### PROBLEM DETAILS
Looking through the entries, count each line where the string "defined" occurs, and write only the total.

### EXERCISE MATERIAL
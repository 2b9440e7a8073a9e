//! The Chart Loader (spec §4.3): turn the raw blobs of one chart directory
//! at one commit into a validated, in-memory chart value.

use git2::Oid;

use crate::error::CoreError;
use crate::git::{Backend, FileEntry};

const CHART_MANIFEST: &str = "Chart.yaml";
const DEFAULT_API_VERSION: &str = "v1";

/// The parsed, validated contents of one chart directory at one commit.
pub struct Chart {
    pub name: String,
    pub version: String,
    pub api_version: String,
    pub description: Option<String>,
    /// Every file under the chart directory, in tree-walk order, including
    /// `Chart.yaml` itself — this is exactly what the Package Builder tars up.
    pub files: Vec<FileEntry>,
}

/// The subset of `Chart.yaml` this crate cares about; other Helm-defined
/// fields are opaque and simply not represented (spec §3's "further
/// Helm-defined fields opaque to indexing").
#[derive(serde::Deserialize, Default)]
struct Manifest {
    #[serde(default)]
    name: String,
    #[serde(default)]
    version: String,
    #[serde(default, rename = "apiVersion")]
    api_version: String,
    #[serde(default)]
    description: Option<String>,
}

/// Reads `{base}/{dir}` at `commit` and produces a validated [`Chart`].
/// Failures here are local to one chart: the caller logs and skips rather
/// than aborting the index build (spec §4.3, §7's *chart-invalid*).
pub fn load(backend: &Backend, base: &str, dir: &str, commit: Oid) -> Result<Chart, CoreError> {
    let subpath = join_path(base, dir);
    let files = backend
        .files_at(commit, &subpath)
        .map_err(|source| CoreError::ChartInvalid {
            path: subpath.clone(),
            reason: source.to_string(),
        })?;

    let manifest_entry = files
        .iter()
        .find(|f| f.path == CHART_MANIFEST)
        .ok_or_else(|| CoreError::ChartInvalid {
            path: subpath.clone(),
            reason: "missing Chart.yaml".to_owned(),
        })?;

    let mut manifest: Manifest =
        serde_yaml::from_slice(&manifest_entry.data).map_err(|source| CoreError::ChartInvalid {
            path: subpath.clone(),
            reason: format!("Chart.yaml is not valid YAML: {}", source),
        })?;

    if manifest.api_version.is_empty() {
        manifest.api_version = DEFAULT_API_VERSION.to_owned();
    }

    if manifest.name.is_empty() || manifest.version.is_empty() {
        return Err(CoreError::ChartInvalid {
            path: subpath,
            reason: "Chart.yaml must declare a non-empty name and version".to_owned(),
        });
    }

    Ok(Chart {
        name: manifest.name,
        version: manifest.version,
        api_version: manifest.api_version,
        description: manifest.description,
        files,
    })
}

fn join_path(base: &str, dir: &str) -> String {
    let base = base.trim_matches('/');
    if base.is_empty() {
        dir.to_owned()
    } else {
        format!("{}/{}", base, dir)
    }
}

#[cfg(test)]
mod tests {
    use super::*;

    #[test]
    fn defaults_missing_api_version() {
        let manifest: Manifest = serde_yaml::from_str("name: one\nversion: 1.0.0\n").unwrap();
        assert_eq!(manifest.api_version, "");
        assert_eq!(manifest.name, "one");
    }

    #[test]
    fn join_path_handles_root_base() {
        assert_eq!(join_path("/", "one"), "one");
        assert_eq!(join_path("stable", "one"), "stable/one");
        assert_eq!(join_path("", "one"), "one");
    }
}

### EXERCISE OUTPUT
2